Please do not be annoyed but I do not open links to dropbox or anywhere else, that I do not KNOW
Install all the Intel drivers applicable to your system, from the link on the motherboard site

that is 
1. Chipset driver
2. Management Engine Interface - the latest one
3. Intel Smart Connect Technology
4. Intel Rapid Start Technology
5. Intel Rapid Storage Technology

and also check updates for LAN and audio


----------



## Andrew87 (Jul 25, 2012)

Screen in the attachment. I haven't installed Intel Smart Connect Technology and neither Rapid Start Technology - that's disabled in bios. 

edit: is management engine interface necessary?


----------



## Macboatmaster (Jan 15, 2010)

Did you reinstall on UEFI or change to Legacy and I presume Windows is on the SSD


----------



## Andrew87 (Jul 25, 2012)

I reinstalled windows on uefi I believe. Windows is on the ssd yes.


----------



## Macboatmaster (Jan 15, 2010)

Well if when you reinstalled you did not make any changes in UEFI the it was UEFI
The reason I ask is that the error you have can be caused by changing settings relating to how devices are configured via UEFI or the traditional BIOS

The other error you have -



> The driver \Driver\WUDFRd failed to load for the device ACPI\PNP0A0A\2&daba3ff&1.

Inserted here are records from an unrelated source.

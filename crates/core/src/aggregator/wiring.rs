// SPDX-License-Identifier: BUSL-1.1
// Copyright (c) 2026 Alfred Jean LLC

//! Subscribing the aggregator to its sources

use super::guard::Shared;
use super::Payload;
use crate::collection::Position;
use crate::config::NonSourcePolicy;
use crate::error::{Failure, NonSourceElement};
use crate::source::{EventSource, Member};
use std::collections::BTreeMap;
use std::sync::Arc;

pub(super) fn wire_indexed<S, P>(
    shared: &Arc<Shared<P>>,
    members: Vec<Member<S>>,
    policy: NonSourcePolicy,
) where
    S: EventSource<Payload = P>,
    P: Payload,
{
    let mut rejected = Vec::new();
    for (index, member) in members.into_iter().enumerate() {
        let wired = attach(shared, Position::Index(index), member, &mut rejected);
        if !wired && policy == NonSourcePolicy::StopWiring {
            break;
        }
    }
    report_rejected(shared, rejected);
}

pub(super) fn wire_keyed<S, P>(
    shared: &Arc<Shared<P>>,
    members: BTreeMap<String, Member<S>>,
    policy: NonSourcePolicy,
) where
    S: EventSource<Payload = P>,
    P: Payload,
{
    let mut rejected = Vec::new();
    for (key, member) in members {
        let wired = attach(shared, Position::Key(key), member, &mut rejected);
        if !wired && policy == NonSourcePolicy::StopWiring {
            break;
        }
    }
    report_rejected(shared, rejected);
}

/// Subscribe once to the error and target events of one member.
/// Non-sources are pushed onto `rejected` instead.
fn attach<S, P>(
    shared: &Arc<Shared<P>>,
    position: Position,
    member: Member<S>,
    rejected: &mut Vec<NonSourceElement>,
) -> bool
where
    S: EventSource<Payload = P>,
    P: Payload,
{
    let source = match member.into_source() {
        Ok(source) => source,
        Err(opaque) => {
            tracing::warn!(%position, item = %opaque, "not an event source");
            rejected.push(NonSourceElement {
                position,
                description: opaque.description().to_string(),
            });
            return false;
        }
    };

    let on_error = Arc::clone(shared);
    source.once(
        &shared.error_event,
        Box::new(move |payload| on_error.fail(Failure::SourceError(payload))),
    );

    let on_target = Arc::clone(shared);
    tracing::trace!(%position, "wired");
    source.once(
        &shared.target,
        Box::new(move |payload| on_target.record(position, payload)),
    );
    true
}

/// Report non-source elements on the next turn of the runtime, so that
/// callers can subscribe after construction without missing the failure.
/// Without a runtime the report waits for the aggregator's first use.
fn report_rejected<P: Payload>(shared: &Arc<Shared<P>>, rejected: Vec<NonSourceElement>) {
    if rejected.is_empty() {
        return;
    }

    let failure = Failure::NonSourceElements(rejected);
    let shared = Arc::clone(shared);
    match tokio::runtime::Handle::try_current() {
        Ok(handle) => {
            handle.spawn(async move { shared.fail(failure) });
        }
        Err(_) => {
            tracing::warn!("no tokio runtime to defer onto, holding report until first use");
            shared.defer(failure);
        }
    }
}
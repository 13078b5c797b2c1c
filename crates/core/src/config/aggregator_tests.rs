// SPDX-License-Identifier: BUSL-1.1
// Copyright (c) 2026 Alfred Jean LLC

use super::*;
use std::io::Write;

#[test]
fn defaults_listen_for_error_and_stop_wiring() {
    let config = AggregatorConfig::default();
    assert_eq!(config.error_event(), EventName::error());
    assert_eq!(config.non_source, NonSourcePolicy::StopWiring);
}

#[test]
fn empty_toml_uses_defaults() {
    let config = AggregatorConfig::from_toml_str("").unwrap();
    assert_eq!(config, AggregatorConfig::default());
}

#[test]
fn toml_overrides_fields() {
    let config = AggregatorConfig::from_toml_str(
        r#"
        error_event = "failed"
        non_source = "wire_remaining"
        "#,
    )
    .unwrap();

    assert_eq!(config.error_event(), EventName::from("failed"));
    assert_eq!(config.non_source, NonSourcePolicy::WireRemaining);
}

#[test]
fn unknown_policy_is_rejected() {
    let err = AggregatorConfig::from_toml_str(r#"non_source = "ignore""#).unwrap_err();
    assert!(matches!(err, ConfigError::Parse(_)));
}

#[test]
fn unknown_field_is_rejected() {
    let err = AggregatorConfig::from_toml_str("timeout = 5").unwrap_err();
    assert!(err.to_string().starts_with("invalid config"));
}

#[test]
fn empty_error_event_falls_back_to_default() {
    let config = AggregatorConfig::new().with_error_event("");
    assert_eq!(config.error_event(), EventName::error());
}

#[test]
fn builder_methods_set_fields() {
    let config = AggregatorConfig::new()
        .with_error_event("oops")
        .with_non_source_policy(NonSourcePolicy::WireRemaining);

    assert_eq!(config.error_event, "oops");
    assert_eq!(config.non_source, NonSourcePolicy::WireRemaining);
}

#[test]
fn load_reads_file() {
    let mut file = tempfile::NamedTempFile::new().unwrap();
    writeln!(file, "error_event = \"broken\"").unwrap();

    let config = AggregatorConfig::load(file.path()).unwrap();
    assert_eq!(config.error_event(), EventName::from("broken"));
}

#[test]
fn load_reports_missing_file() {
    let dir = tempfile::TempDir::new().unwrap();
    let path = dir.path().join("missing.toml");

    let err = AggregatorConfig::load(&path).unwrap_err();
    assert!(matches!(err, ConfigError::Read { .. }));
    assert!(err.to_string().contains("missing.toml"));
}
// SPDX-License-Identifier: BUSL-1.1
// Copyright (c) 2026 Alfred Jean LLC

//! Event sources
//!
//! This module provides:
//! - `EventSource` - The capability the aggregator waits on
//! - `Emitter` - In-process source with persistent and one-shot listeners
//! - `TracedSource` - Wrapper that logs subscriptions and emissions
//! - `Member` - An element of an input collection, source or not

mod emitter;
mod traced;

pub use emitter::Emitter;
pub use traced::TracedSource;

use crate::event::EventName;
use std::fmt;
use std::sync::Arc;

/// Callback invoked at most once with an event payload
pub type Listener<P> = Box<dyn FnOnce(P) + Send + 'static>;

/// Something that can be subscribed to once and can emit named events
pub trait EventSource: Send + Sync {
    type Payload: Send + 'static;

    /// Register a listener that detaches itself after its first invocation
    fn once(&self, event: &EventName, listener: Listener<Self::Payload>);

    /// Fire `event`; returns whether any listener was registered for it
    fn emit(&self, event: &EventName, payload: Self::Payload) -> bool;
}

impl<S: EventSource + ?Sized> EventSource for Arc<S> {
    type Payload = S::Payload;

    fn once(&self, event: &EventName, listener: Listener<Self::Payload>) {
        (**self).once(event, listener)
    }

    fn emit(&self, event: &EventName, payload: Self::Payload) -> bool {
        (**self).emit(event, payload)
    }
}

impl<S: EventSource + ?Sized> EventSource for &S {
    type Payload = S::Payload;

    fn once(&self, event: &EventName, listener: Listener<Self::Payload>) {
        (**self).once(event, listener)
    }

    fn emit(&self, event: &EventName, payload: Self::Payload) -> bool {
        (**self).emit(event, payload)
    }
}

/// A value found where an event source was expected
#[derive(Clone, Debug, PartialEq, Eq)]
pub struct Opaque {
    description: String,
}

impl Opaque {
    pub fn new(description: impl Into<String>) -> Self {
        Self {
            description: description.into(),
        }
    }

    pub fn description(&self) -> &str {
        &self.description
    }
}

impl fmt::Display for Opaque {
    fn fmt(&self, f: &mut fmt::Formatter<'_>) -> fmt::Result {
        f.write_str(&self.description)
    }
}

/// One element of a source collection, classified at the boundary
#[derive(Clone, Debug)]
pub enum Member<S> {
    Source(S),
    Other(Opaque),
}

impl<S> Member<S> {
    pub fn into_source(self) -> Result<S, Opaque> {
        match self {
            Self::Source(source) => Ok(source),
            Self::Other(opaque) => Err(opaque),
        }
    }
}
// SPDX-License-Identifier: BUSL-1.1
// Copyright (c) 2026 Alfred Jean LLC

//! Event names
//!
//! An event is identified either by a string or by a [`Symbol`], an atomic
//! identifier that only compares equal to itself and its clones.

use std::fmt;
use std::hash::{Hash, Hasher};
use std::sync::Arc;
use uuid::Uuid;

/// Name of the event sources emit when they fail
pub const ERROR_EVENT: &str = "error";

/// A unique, atomic event identifier
#[derive(Clone)]
pub struct Symbol {
    id: Uuid,
    description: Option<Arc<str>>,
}

impl Symbol {
    pub fn new() -> Self {
        Self {
            id: Uuid::new_v4(),
            description: None,
        }
    }

    /// Create a symbol carrying a description for logs.
    /// Two symbols with the same description are still distinct.
    pub fn described(description: impl Into<String>) -> Self {
        Self {
            id: Uuid::new_v4(),
            description: Some(Arc::from(description.into())),
        }
    }

    pub fn description(&self) -> Option<&str> {
        self.description.as_deref()
    }
}

impl Default for Symbol {
    fn default() -> Self {
        Self::new()
    }
}

impl PartialEq for Symbol {
    fn eq(&self, other: &Self) -> bool {
        self.id == other.id
    }
}

impl Eq for Symbol {}

impl Hash for Symbol {
    fn hash<H: Hasher>(&self, state: &mut H) {
        self.id.hash(state);
    }
}

impl fmt::Debug for Symbol {
    fn fmt(&self, f: &mut fmt::Formatter<'_>) -> fmt::Result {
        write!(f, "Symbol({})", self.description().unwrap_or(""))
    }
}

/// Identifies an event on a source or on the aggregator
#[derive(Clone, Debug, PartialEq, Eq, Hash)]
pub enum EventName {
    Named(String),
    Symbol(Symbol),
}

impl EventName {
    /// The conventional failure event
    pub fn error() -> Self {
        Self::Named(ERROR_EVENT.to_string())
    }

    /// Empty string names cannot be listened to
    pub fn is_valid(&self) -> bool {
        match self {
            Self::Named(name) => !name.is_empty(),
            Self::Symbol(_) => true,
        }
    }
}

impl fmt::Display for EventName {
    fn fmt(&self, f: &mut fmt::Formatter<'_>) -> fmt::Result {
        match self {
            Self::Named(name) => f.write_str(name),
            Self::Symbol(symbol) => write!(f, "{:?}", symbol),
        }
    }
}

impl From<&str> for EventName {
    fn from(name: &str) -> Self {
        Self::Named(name.to_string())
    }
}

impl From<String> for EventName {
    fn from(name: String) -> Self {
        Self::Named(name)
    }
}

impl From<Symbol> for EventName {
    fn from(symbol: Symbol) -> Self {
        Self::Symbol(symbol)
    }
}

impl From<&Symbol> for EventName {
    fn from(symbol: &Symbol) -> Self {
        Self::Symbol(symbol.clone())
    }
}

impl From<&EventName> for EventName {
    fn from(name: &EventName) -> Self {
        name.clone()
    }
}

#[cfg(test)]
#[path = "event_tests.rs"]
mod tests;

relates to the Windows User Driver Framework - a service running under the name Windows Driver Foundation
It is related in your case, as you can see to a device - PNP0A0A etc 
I do NOT know what this is - what have you got connected and are there any unknown devices or warning in device manager

If you look in computer management - disk management, if it is installed UEFI you will have a partition with a FAT32 file system


----------



## Andrew87 (Jul 25, 2012)

No, all good in device manager. It is probably nothing serious and I can try troubleshooting it by disconnecting all devices and seeing what happens.


----------



## Macboatmaster (Jan 15, 2010)

Cheers
Have a look in disk management
for the ssd


----------



## Andrew87 (Jul 25, 2012)

It is actually NTFS.


----------



## Macboatmaster (Jan 15, 2010)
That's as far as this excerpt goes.